Après la pluie narrates the joy of moments of sharing and meditation. Whatever the world's turmoil, the art of Moustapha Baidi Oumarou resists them, praising cohesion rather than adversity.
Colours are at the matrix of Moustapha Baidi Oumarou’s creation. His canvases articulate around one dense pigment that mesmerizes the eye and heals the soul.
Whilst his art aims to produce joy, this new body of work extends this will. Après la pluie (After the rain) is a call to tenderness, love and sharing. Throughout the daily life scenes, Baidi Oumarou reminds that happiness is never far.

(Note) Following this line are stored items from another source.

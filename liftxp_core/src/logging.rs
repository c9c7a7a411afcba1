//! Tracing setup for the CLI and tests.
//!
//! The level comes from `RUST_LOG` when set, otherwise from the `[logging]`
//! section of the config file, otherwise `info`. Output is compact and goes
//! to stderr so stdout stays clean for command results.

use crate::LoggingConfig;
use tracing_subscriber::{fmt, prelude::*, EnvFilter};

pub const DEFAULT_LEVEL: &str = "info";

/// Initialize logging at the default level
pub fn init() {
    init_with_level(DEFAULT_LEVEL)
}

/// Initialize logging at the level named in the config file
pub fn init_from_config(config: &LoggingConfig) {
    init_with_level(&config.level)
}

/// Initialize logging with `default_level` unless `RUST_LOG` overrides it
pub fn init_with_level(default_level: &str) {
    let (filter, rejected) = match EnvFilter::try_from_default_env() {
        Ok(filter) => (filter, None),
        Err(_) => build_filter(default_level),
    };

    tracing_subscriber::registry()
        .with(filter)
        .with(fmt::layer().compact().with_writer(std::io::stderr))
        .init();

    if let Some(level) = rejected {
        tracing::warn!("Invalid log level {:?} in config, using {}", level, DEFAULT_LEVEL);
    }
}

/// Filter for `level`, falling back to the default on a bad directive.
/// Returns the rejected directive so it can be reported once a subscriber exists.
fn build_filter(level: &str) -> (EnvFilter, Option<String>) {
    match EnvFilter::try_new(level) {
        Ok(filter) if !level.trim().is_empty() => (filter, None),
        _ => (EnvFilter::new(DEFAULT_LEVEL), Some(level.to_string())),
    }
}

/// Initialize logging for testing (captures logs for test output)
#[cfg(test)]
pub fn init_test() {
    let _ = tracing_subscriber::fmt()
        .with_test_writer()
        .with_env_filter(EnvFilter::new("debug"))
        .try_init();
}
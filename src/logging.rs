//! Logging infrastructure for MapLink.
//!
//! The SDK logs through `tracing`; host applications that already install
//! their own subscriber can ignore this module. For standalone use,
//! [`init_logging`] sets up console output filtered via the `RUST_LOG`
//! environment variable.

use std::io;

use tracing_subscriber::layer::SubscriberExt;
use tracing_subscriber::util::SubscriberInitExt;
use tracing_subscriber::EnvFilter;

/// Initialize console logging.
///
/// Defaults to INFO when `RUST_LOG` is not set. Returns an error when a
/// global subscriber is already installed.
pub fn init_logging() -> Result<(), String> {
    let env_filter = EnvFilter::try_from_default_env().unwrap_or_else(|_| EnvFilter::new("info"));

    let stdout_layer = tracing_subscriber::fmt::layer()
        .with_writer(io::stdout)
        .with_target(true);

    tracing_subscriber::registry()
        .with(env_filter)
        .with(stdout_layer)
        .try_init()
        .map_err(|e| format!("failed to install tracing subscriber: {}", e))
}
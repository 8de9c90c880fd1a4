//! Reconciliation error types.

use thiserror::Error;

/// Per-entry failures while merging a response into the local models.
///
/// A malformed entry never aborts processing of its siblings; the
/// reconciler records the error on the affected model and keeps going.
#[derive(Debug, Clone, PartialEq, Eq, Error)]
pub enum ReconciliationError {
    /// The response carried no metadata for a registered layer.
    #[error("no metadata returned for layer `{id}` at position {index}")]
    MissingLayerMetadata {
        /// Id of the affected layer.
        id: String,
        /// Registry position the response was correlated against.
        index: usize,
    },

    /// The response carried no usable metadata for a registered dataview.
    #[error("no metadata returned for dataview `{id}`")]
    MissingDataviewMetadata {
        /// Id of the affected dataview.
        id: String,
    },
}
//! Ordered dataview registry.

use super::dataview::Dataview;
use super::error::RegistryError;

/// Insertion-ordered collection of dataviews with unique ids.
///
/// Serialized in insertion order; responses key dataview metadata by id, so
/// ordering here matters only for payload determinism.
#[derive(Debug, Default)]
pub struct Dataviews {
    items: Vec<Dataview>,
}

impl Dataviews {
    /// Creates an empty registry.
    pub fn new() -> Self {
        Self::default()
    }

    /// Appends a dataview, rejecting duplicate ids.
    pub fn add(&mut self, dataview: Dataview) -> Result<(), RegistryError> {
        if self.items.iter().any(|d| d.id() == dataview.id()) {
            return Err(RegistryError::DuplicateId(dataview.id().to_string()));
        }
        self.items.push(dataview);
        Ok(())
    }

    /// Removes and returns the dataview with the given id.
    pub fn remove(&mut self, id: &str) -> Option<Dataview> {
        let index = self.items.iter().position(|d| d.id() == id)?;
        Some(self.items.remove(index))
    }

    /// Looks up a dataview by id.
    pub fn get(&self, id: &str) -> Option<&Dataview> {
        self.items.iter().find(|d| d.id() == id)
    }

    /// Iterates dataviews in insertion order.
    pub fn iter(&self) -> impl Iterator<Item = &Dataview> {
        self.items.iter()
    }

    pub(crate) fn iter_mut(&mut self) -> impl Iterator<Item = &mut Dataview> {
        self.items.iter_mut()
    }

    /// Number of registered dataviews.
    pub fn len(&self) -> usize {
        self.items.len()
    }

    /// Whether the registry is empty.
    pub fn is_empty(&self) -> bool {
        self.items.is_empty()
    }
}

The artist imbues his work with sincere optimism. Traditionally associated with the gloom and spleen of poets - an analogy of tears - rain is also a symbol of renewal. Rain nourishes the soil and makes it fertile. Colours bloom as it passes. Petrichor perfumes the air with its reassuring fragrance. The expectation of respite settles in. After all, the rain is only a temporary state, a transitional moment before the arrival of the sun. Metaphorically, it is the hope and joy of a better tomorrow that Baidi Oumarou encapsulates in his paintings. He thus composes a visual promenade to the heart of his utopia. He creates a mirror work, reflecting an idealized replica of the real world in order to lead to change one's perspective. Why linger in the meanders of melancholy when the rainbow dawns through the clouds?

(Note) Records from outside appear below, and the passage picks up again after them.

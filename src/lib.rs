//! MapLink - client SDK for hosted map instantiation services
//!
//! This library keeps client-side state for map layers and dataviews,
//! serializes that state into an instantiation request, sends it to a
//! windshaft-style maps API, and reconciles the server response back into
//! the local models that drive rendering and UI widgets.
//!
//! # High-Level API
//!
//! The [`engine`] module provides the orchestration facade:
//!
//! ```ignore
//! use maplink::config::EngineSettings;
//! use maplink::engine::{Engine, EngineEvent};
//! use maplink::maps::ReqwestMapsClient;
//! use maplink::model::Layer;
//!
//! let settings = EngineSettings::new("acme", "https://acme.example.com")
//!     .with_api_key("k1");
//! let engine = Engine::new(settings, ReqwestMapsClient::new()?)?;
//!
//! engine.add_layer(Layer::data("cities", "SELECT * FROM cities", CARTOCSS))?;
//! engine.on(EngineEvent::ReloadSuccess, || println!("map updated"));
//! engine.reload("cities", false).await?;
//! ```

pub mod config;
pub mod engine;
pub mod logging;
pub mod maps;
pub mod model;
pub mod reconciler;

/// Version of the MapLink library.
///
/// The version is defined in `Cargo.toml` and injected at compile time.
pub const VERSION: &str = env!("CARGO_PKG_VERSION");
//! Instantiation response model and wrapper.
//!
//! [`MapResponse`] is the serde model of the raw server payload; it is our
//! own type, decoupled from the service's full response surface — only the
//! fields the reconciler consumes are deserialized. [`Response`] pairs a
//! raw payload with the settings that produced the originating request so
//! authenticated resource URLs can be re-derived during reconciliation.

use std::collections::HashMap;

use serde::Deserialize;
use serde_json::Value;

use crate::config::EngineSettings;

/// Raw success payload of a map instantiation.
#[derive(Debug, Clone, Deserialize)]
pub struct MapResponse {
    /// Identifier assigned to the instantiated layer group.
    pub layergroupid: String,
    /// Per-layer and per-dataview metadata.
    #[serde(default)]
    pub metadata: ResponseMetadata,
    /// Timestamp of the last data update, as reported by the service.
    #[serde(default)]
    pub last_updated: Option<String>,
}

/// Metadata section of an instantiation response.
#[derive(Debug, Clone, Default, Deserialize)]
pub struct ResponseMetadata {
    /// Layer metadata, positionally correlated with the request's layer list.
    #[serde(default)]
    pub layers: Vec<LayerMetadata>,
    /// Dataview metadata keyed by dataview id.
    #[serde(default)]
    pub dataviews: HashMap<String, DataviewMetadata>,
}

/// Metadata returned for one layer.
#[derive(Debug, Clone, Default, Deserialize)]
pub struct LayerMetadata {
    /// Layer type echoed by the service.
    #[serde(rename = "type", default)]
    pub layer_type: Option<String>,
    /// Opaque per-layer metadata (stats, cartocss warnings, ...).
    #[serde(default)]
    pub meta: Option<Value>,
}

/// Metadata returned for one dataview.
#[derive(Debug, Clone, Default, Deserialize)]
pub struct DataviewMetadata {
    /// Result endpoints for the dataview.
    #[serde(default)]
    pub url: DataviewUrls,
    /// Inline aggregation result, when the service precomputes one.
    #[serde(default)]
    pub result: Option<Value>,
}

/// Result endpoints for a dataview, by scheme.
#[derive(Debug, Clone, Default, Deserialize)]
pub struct DataviewUrls {
    #[serde(default)]
    pub http: Option<String>,
    #[serde(default)]
    pub https: Option<String>,
}

/// A raw instantiation payload tagged with the settings that produced the
/// originating request.
///
/// Constructed fresh per server reply and discarded after reconciliation.
/// Pure and synchronous: all URL derivation happens on demand, without
/// touching any model state.
#[derive(Debug, Clone)]
pub struct Response {
    settings: EngineSettings,
    raw: MapResponse,
}

impl Response {
    /// Wraps a raw payload with the originating request's settings.
    pub fn new(settings: EngineSettings, raw: MapResponse) -> Self {
        Self { settings, raw }
    }

    /// Layer group id assigned by this instantiation.
    pub fn layergroup_id(&self) -> &str {
        &self.raw.layergroupid
    }

    /// Metadata for the layer at `index` in request order.
    pub fn layer_metadata(&self, index: usize) -> Option<&LayerMetadata> {
        self.raw.metadata.layers.get(index)
    }

    /// Number of layers the service returned metadata for.
    pub fn layer_count(&self) -> usize {
        self.raw.metadata.layers.len()
    }

    /// Metadata for the dataview with the given id.
    pub fn dataview_metadata(&self, id: &str) -> Option<&DataviewMetadata> {
        self.raw.metadata.dataviews.get(id)
    }

    /// Authenticated tile URL template for the layer at `index`.
    pub fn tile_url_template(&self, index: usize) -> String {
        let base = self.settings.server_url.trim_end_matches('/');
        let url = format!(
            "{}/api/v1/map/{}/{}/{{z}}/{{x}}/{{y}}.png",
            base, self.raw.layergroupid, index
        );
        self.authenticate(url)
    }

    /// Authenticated tile URL templates for every layer with metadata,
    /// in layer order.
    pub fn tile_url_templates(&self) -> Vec<String> {
        (0..self.layer_count())
            .map(|i| self.tile_url_template(i))
            .collect()
    }

    /// Authenticated result URL for the dataview with the given id.
    ///
    /// Prefers the https endpoint when the service returns both.
    pub fn dataview_url(&self, id: &str) -> Option<String> {
        let meta = self.dataview_metadata(id)?;
        let url = meta.url.https.as_ref().or(meta.url.http.as_ref())?;
        Some(self.authenticate(url.clone()))
    }

    /// Appends the request credential to a resource URL.
    fn authenticate(&self, url: String) -> String {
        match self.settings.credentials() {
            Some(creds) => {
                let sep = if url.contains('?') { '&' } else { '?' };
                format!("{}{}{}={}", url, sep, creds.param_name(), creds.value())
            }
            None => url,
        }
    }
}

#[cfg(test)]
mod tests {
    use super::*;
    use serde_json::json;

    fn parse(value: Value) -> MapResponse {
        serde_json::from_value(value).unwrap()
    }

    #[test]
    fn test_deserialize_minimal_response() {
        let response = parse(json!({"layergroupid": "lg1"}));
        assert_eq!(response.layergroupid, "lg1");
        assert!(response.metadata.layers.is_empty());
        assert!(response.metadata.dataviews.is_empty());
    }

    #[test]
    fn test_tile_url_template_carries_api_key() {
        let settings = EngineSettings::new("acme", "https://acme.example.com").with_api_key("k1");
        let raw = parse(json!({
            "layergroupid": "lg1",
            "metadata": {"layers": [{"type": "mapnik"}]}
        }));
        let response = Response::new(settings, raw);

        assert_eq!(
            response.tile_url_template(0),
            "https://acme.example.com/api/v1/map/lg1/0/{z}/{x}/{y}.png?api_key=k1"
        );
    }

    #[test]
    fn test_tile_url_template_without_credentials() {
        let settings = EngineSettings::new("acme", "https://acme.example.com");
        let raw = parse(json!({"layergroupid": "lg1"}));
        let response = Response::new(settings, raw);

        assert_eq!(
            response.tile_url_template(0),
            "https://acme.example.com/api/v1/map/lg1/0/{z}/{x}/{y}.png"
        );
    }

    #[test]
    fn test_dataview_url_prefers_https() {
        let settings = EngineSettings::new("acme", "https://acme.example.com").with_api_key("k1");
        let raw = parse(json!({
            "layergroupid": "lg1",
            "metadata": {
                "dataviews": {
                    "d1": {"url": {
                        "http": "http://acme.example.com/api/v1/map/lg1/dataview/d1",
                        "https": "https://acme.example.com/api/v1/map/lg1/dataview/d1"
                    }}
                }
            }
        }));
        let response = Response::new(settings, raw);

        assert_eq!(
            response.dataview_url("d1").unwrap(),
            "https://acme.example.com/api/v1/map/lg1/dataview/d1?api_key=k1"
        );
        assert!(response.dataview_url("missing").is_none());
    }
}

Baidi Oumarou's works precisely embody this rainbow. Composed of the same primary and secondary colours, the pieces unfolding on the white walls of the gallery materialise the young painter's desire to enlighten the world with his art and exalt the beauty of any moment. In Baidi Oumarou's paintings, colours give a glimpse of a dreamy and happy world in which they are invested with healing power. The powerful hues bathe the characters in a halo of benevolence, just as they invite the viewer to figure out a future where acceptance of the other is at the centre of social life. The artist balances between non-colour and intense pigment - leaving black and white predominant. In the manner of Picasso - who appears in the work of Moustapha Baidi Oumarou, sitting in his studio, deep into his thoughts - he paints 'en réserve'. If the Harlequin (1923) by the Spanish master displays the genesis of its creation, the canvas left blank in the work of the Cameroonian artist brings respiration to the imposition of colour. It brings a breath. The artist plays with the composition and leaves room for the viewers' imagination. Their unconscious will colour the void, fed by their own expectations. In the same way, they will project themselves onto the anonymous silhouettes emerging from Baidi Oumarou's imaginary forests.
These faceless figures mirror a universalist vision. Stripped to the extreme to finally be represented only by their outline, the painter provides them with a global identity. Himself a witness to the consequences of inequality, proselytism, and ideological struggles Baidi Oumarou erases any geographical, cultural or religious distinction. By distancing himself from any particularism, he lends everyone the same identity. Beyond considering humans in their individuality, his art speaks of humanity and addresses humanity by establishing new icons.
Thus, Après la pluie narrates the joy of moments of sharing and meditation. Whatever the world's turmoil, the art of Moustapha Baidi Oumarou resists them, praising cohesion rather than adversity.